Nella sua prima visita da premier nella cancelleria più importante d’Europa, Renzi ha incassato  dunque l’appoggio sul suo pacchetto di riforme, non solo dalla Merkel ma anche dal ‘falco‘ Wolfang Schaeuble. Il ministro delle Finanze tedesco vede positivamente il salto in avanti dell’ex sindaco di Firenze ma che , ancora una volta, ha messo in guardia  da rinvii sul consolidamento delle finanze statali. Si facesse gli affari suoi invece di voler fare quelli deglia, crediamo, sarebbe un bene per lui, la Germania, l’Europa.
E comunque, lui, il nostro giovane premier, s’è mostrato visibilmente soddisfatto.  Confermano poi che l’Italia intende mettere in campo «misure irreversibili di cambiamento», anche sul modello tedesco, non interventi «una tantum» ma riforme strutturali che «puntano in alto» e sono necessarie «subito», anche se l’orizzonte è il 2018.  E le facciamo «subito».
E infine : «L’Ue non è la causa ma la soluzione dei problemi. Quei partiti che lo dicono sbagliano».  Musica, ovviamente, questa,  per le orecchie di Angela Merkel alla vigilia di elezioni europee nelle quali rischiano di trionfare i partiti populisti. Chi ha partecipato agli incontri parla di un’atmosfera ‘eccellente’, subito alleggerita dal regalo di Renzi, che si è presentato all’appuntamento con la maglietta del centravanti della Fiorentina, il tedesco Gomez, per la tifosissima cancelliera.

INTERDIZIONE PER BERLUSCONI. La Terza sezione penale della Corte di Cassazione – si legge in cronaca – conferma l’interdizione dai pubblici uffici per due anni per Silvio Berlusconi.
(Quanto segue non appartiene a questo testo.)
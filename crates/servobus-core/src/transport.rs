//! Pluggable byte-oriented frame transports.
//!
//! `servobus-core` never touches a socket or a device file directly; a
//! platform crate implements [`CanPort`] and/or [`EthPort`] and hands the
//! engine ownership of the port. Fabrics only ever call through these
//! traits, never reaching into platform-specific details.

use std::time::Duration;

use crate::error::{Error, TransportError};

/// Canonical CAN bit rates the engine knows how to request. Baud changes
/// require the port to be closed first.
pub const CAN_BAUD_TABLE: [u32; 9] = [
    10_000, 20_000, 50_000, 100_000, 125_000, 250_000, 500_000, 800_000, 1_000_000,
];

#[derive(Debug, Clone, Copy, PartialEq, Eq)]
pub enum CanFrameKind {
    Data,
    Remote,
    Error,
}

/// A single CAN frame, 11- or 29-bit id, up to 8 data bytes.
#[derive(Debug, Clone, PartialEq, Eq)]
pub struct CanFrame {
    pub id: u32,
    pub extended: bool,
    pub kind: CanFrameKind,
    pub len: u8,
    pub data: [u8; 8],
    /// Receive timestamp in engine-monotonic milliseconds, if the port
    /// supplies one.
    pub timestamp_ms: Option<u64>,
}

impl CanFrame {
    pub fn data_frame(id: u32, payload: &[u8]) -> Self {
        assert!(payload.len() <= 8, "CAN payload is at most 8 bytes");
        let mut data = [0u8; 8];
        data[..payload.len()].copy_from_slice(payload);
        Self {
            id,
            extended: id > 0x7FF,
            kind: CanFrameKind::Data,
            len: payload.len() as u8,
            data,
            timestamp_ms: None,
        }
    }

    pub fn remote(id: u32) -> Self {
        Self {
            id,
            extended: id > 0x7FF,
            kind: CanFrameKind::Remote,
            len: 0,
            data: [0u8; 8],
            timestamp_ms: None,
        }
    }

    pub fn payload(&self) -> &[u8] {
        &self.data[..self.len as usize]
    }
}

/// A single raw Ethernet frame as exchanged with the transport: no link
/// header is stripped, so `bytes` starts at the destination MAC.
#[derive(Debug, Clone, PartialEq, Eq)]
pub struct EthFrame {
    pub bytes: Vec<u8>,
}

pub const ETH_MIN_FRAME_LEN: usize = 60;
pub const ETHERCAT_ETHERTYPE: u16 = 0x88A4;

impl EthFrame {
    /// Builds a frame addressed to the broadcast MAC with the fixed
    /// EtherCAT EtherType, zero-padded to the minimum wire size.
    pub fn new(src_mac: [u8; 6], payload: &[u8]) -> Self {
        let mut bytes = Vec::with_capacity(ETH_MIN_FRAME_LEN.max(14 + payload.len()));
        bytes.extend_from_slice(&[0xFF; 6]);
        bytes.extend_from_slice(&src_mac);
        bytes.extend_from_slice(&ETHERCAT_ETHERTYPE.to_be_bytes());
        bytes.extend_from_slice(payload);
        while bytes.len() < ETH_MIN_FRAME_LEN {
            bytes.push(0);
        }
        Self { bytes }
    }

    pub fn ethertype(&self) -> Option<u16> {
        if self.bytes.len() < 14 {
            return None;
        }
        Some(u16::from_be_bytes([self.bytes[12], self.bytes[13]]))
    }

    pub fn payload(&self) -> &[u8] {
        if self.bytes.len() < 14 {
            &[]
        } else {
            &self.bytes[14..]
        }
    }
}

/// Common transport lifecycle, mirrored by both CAN and Ethernet ports.
pub trait PortLifecycle {
    fn open(&mut self) -> Result<(), Error>;
    fn close(&mut self) -> Result<(), Error>;
    fn is_open(&self) -> bool;
}

/// One CAN frame in, one CAN frame out.
pub trait CanPort: PortLifecycle + Send {
    fn send(&mut self, frame: &CanFrame) -> Result<(), Error>;
    fn recv(&mut self, timeout: Duration) -> Result<CanFrame, Error>;

    /// Requests a new bit rate. The port must be closed; implementations
    /// should return `TransportError::AlreadyOpen` otherwise.
    fn set_baud(&mut self, bps: u32) -> Result<(), Error> {
        if self.is_open() {
            return Err(Error::Transport(TransportError::AlreadyOpen));
        }
        if !CAN_BAUD_TABLE.contains(&bps) {
            return Err(Error::Transport(TransportError::BadParam));
        }
        Ok(())
    }

    fn baud(&self) -> u32;
}

/// One Ethernet frame in, one Ethernet frame out.
pub trait EthPort: PortLifecycle + Send {
    fn send(&mut self, frame: &EthFrame) -> Result<(), Error>;
    fn recv(&mut self, timeout: Duration) -> Result<EthFrame, Error>;
    fn local_mac(&self) -> [u8; 6];
}

/// In-memory loopback `CanPort`/`EthPort` pairs. Public (rather than
/// `#[cfg(test)]`-gated) so both this crate's unit tests and its `tests/`
/// integration suite can drive a fabric without real hardware.
pub mod test_support {
    use super::*;
    use std::collections::VecDeque;
    use std::sync::{Arc, Mutex};

    /// In-memory loopback `CanPort` pair, wired so frames sent on one side
    /// appear in the other's receive queue. Used by fabric unit tests and
    /// the crate's integration tests.
    #[derive(Clone)]
    pub struct LoopbackCan {
        inbox: Arc<Mutex<VecDeque<CanFrame>>>,
        outbox: Arc<Mutex<VecDeque<CanFrame>>>,
        open: bool,
        baud: u32,
    }

    impl LoopbackCan {
        pub fn pair() -> (Self, Self) {
            let a_to_b = Arc::new(Mutex::new(VecDeque::new()));
            let b_to_a = Arc::new(Mutex::new(VecDeque::new()));
            (
                Self {
                    inbox: b_to_a.clone(),
                    outbox: a_to_b.clone(),
                    open: false,
                    baud: 1_000_000,
                },
                Self {
                    inbox: a_to_b,
                    outbox: b_to_a,
                    open: false,
                    baud: 1_000_000,
                },
            )
        }
    }

    impl PortLifecycle for LoopbackCan {
        fn open(&mut self) -> Result<(), Error> {
            self.open = true;
            Ok(())
        }
        fn close(&mut self) -> Result<(), Error> {
            self.open = false;
            Ok(())
        }
        fn is_open(&self) -> bool {
            self.open
        }
    }

    impl CanPort for LoopbackCan {
        fn send(&mut self, frame: &CanFrame) -> Result<(), Error> {
            if !self.open {
                return Err(Error::Transport(TransportError::NotOpen));
            }
            self.outbox.lock().unwrap().push_back(frame.clone());
            Ok(())
        }

        fn recv(&mut self, timeout: Duration) -> Result<CanFrame, Error> {
            if !self.open {
                return Err(Error::Transport(TransportError::NotOpen));
            }
            let deadline = std::time::Instant::now() + timeout;
            loop {
                if let Some(frame) = self.inbox.lock().unwrap().pop_front() {
                    return Ok(frame);
                }
                if std::time::Instant::now() >= deadline {
                    return Err(Error::Transport(TransportError::Timeout));
                }
                std::thread::sleep(Duration::from_millis(1));
            }
        }

        fn set_baud(&mut self, bps: u32) -> Result<(), Error> {
            if self.open {
                return Err(Error::Transport(TransportError::AlreadyOpen));
            }
            if !CAN_BAUD_TABLE.contains(&bps) {
                return Err(Error::Transport(TransportError::BadParam));
            }
            self.baud = bps;
            Ok(())
        }

        fn baud(&self) -> u32 {
            self.baud
        }
    }

    /// In-memory loopback `EthPort` pair for EcatFabric tests.
    #[derive(Clone)]
    pub struct LoopbackEth {
        inbox: Arc<Mutex<VecDeque<EthFrame>>>,
        outbox: Arc<Mutex<VecDeque<EthFrame>>>,
        open: bool,
        mac: [u8; 6],
    }

    impl LoopbackEth {
        pub fn pair() -> (Self, Self) {
            let a_to_b = Arc::new(Mutex::new(VecDeque::new()));
            let b_to_a = Arc::new(Mutex::new(VecDeque::new()));
            (
                Self {
                    inbox: b_to_a.clone(),
                    outbox: a_to_b.clone(),
                    open: false,
                    mac: [0x02, 0, 0, 0, 0, 1],
                },
                Self {
                    inbox: a_to_b,
                    outbox: b_to_a,
                    open: false,
                    mac: [0x02, 0, 0, 0, 0, 2],
                },
            )
        }
    }

    impl PortLifecycle for LoopbackEth {
        fn open(&mut self) -> Result<(), Error> {
            self.open = true;
            Ok(())
        }
        fn close(&mut self) -> Result<(), Error> {
            self.open = false;
            Ok(())
        }
        fn is_open(&self) -> bool {
            self.open
        }
    }

    impl EthPort for LoopbackEth {
        fn send(&mut self, frame: &EthFrame) -> Result<(), Error> {
            if !self.open {
                return Err(Error::Transport(TransportError::NotOpen));
            }
            self.outbox.lock().unwrap().push_back(frame.clone());
            Ok(())
        }

        fn recv(&mut self, timeout: Duration) -> Result<EthFrame, Error> {
            if !self.open {
                return Err(Error::Transport(TransportError::NotOpen));
            }
            let deadline = std::time::Instant::now() + timeout;
            loop {
                if let Some(frame) = self.inbox.lock().unwrap().pop_front() {
                    return Ok(frame);
                }
                if std::time::Instant::now() >= deadline {
                    return Err(Error::Transport(TransportError::Timeout));
                }
                std::thread::sleep(Duration::from_millis(1));
            }
        }

        fn local_mac(&self) -> [u8; 6] {
            self.mac
        }
    }
}

#[cfg(test)]
mod tests {
    use super::*;

    #[test]
    fn data_frame_truncates_payload_into_fixed_array() {
        let f = CanFrame::data_frame(0x601, &[1, 2, 3]);
        assert_eq!(f.payload(), &[1, 2, 3]);
        assert_eq!(f.len, 3);
    }

    #[test]
    fn eth_frame_pads_to_minimum_length() {
        let f = EthFrame::new([0; 6], &[1, 2, 3]);
        assert_eq!(f.bytes.len(), ETH_MIN_FRAME_LEN);
        assert_eq!(f.ethertype(), Some(ETHERCAT_ETHERTYPE));
        assert_eq!(&f.payload()[..3], &[1, 2, 3]);
    }

    #[test]
    fn baud_table_has_all_canonical_rates() {
        for rate in [10_000, 125_000, 1_000_000] {
            assert!(CAN_BAUD_TABLE.contains(&rate));
        }
    }
}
La decisione, presa dopo 5 ore di camera di consiglio, riguarda la pena accessoria nell’ambito del processo Mediaset. I giudici, presieduti da Claudia Squassoni hanno quindi accolto la richiesta del procuratore generale Aldo Policastro che di fatto chiedeva la conferma della sentenza dell’Appello bis del tribunale di Milano.
In particolare i Supremi giudici della Terza sezione penale hanno dichiarato ‘irrilevanti‘ le questioni di incostituzionalità delle norme tributarie sollevate dalla difesa di Silvio Berlusconi e hanno ‘rigettato‘ nel resto il ricorso contro la sentenza emessa dalla Corte d’appello di Milano il 19 ottobre 2013. Quel verdetto aveva ridotto a 2 anni l’originaria interdizione dai pubblici uffici pari a 5 anni.

NUOVE TASSE. In un’intervista pubblicata  dal Corriere della Sera, il sottosegretario alla presidenza del Consiglio Graziano Delrio, ha detto:  ”Se anche l’Italia finanziasse i primo otto mesi di taglio al cuneo attraverso quote importanti di spending, cioè 4-5 miliardi, più alcune entrate straordinarie, non sarebbe la fine del mondo”, spiega il sottosegretario, che non esclude di “sfruttare anche un pezzo di flessibilità del deficit/Pil” rispetto al 2,6% inizialmente previsto.
Il ricorso all’Iva sui pagamenti della PA o alle entrate relative al rientro dei capitali “non intaccherebbe la serietà del progetto di riforma o la credibilità del Paese e neppure la discesa del debito pubblico”. Sul tema del Fiscal compact Delrio, inoltre, ha  affermato che il governo non vuole ‘revisioni unilaterali‘ né mettere in discussione la necessità di una traiettoria di rientro del debito, ma sottolinea anche che, come avvenuto nel caso di Irlanda, Spagna o Grecia, “esistono procedure di rientro più moderate a seconda dello stato dell’economia dei Paesi”. “Non dobbiamo pensare –  ha spiegato infatti  Delrio –  che le regole del Fiscal compact siano una gabbia non più negoziabile, l’importante è che tutto avvenga in un’ottica di comune accordo”.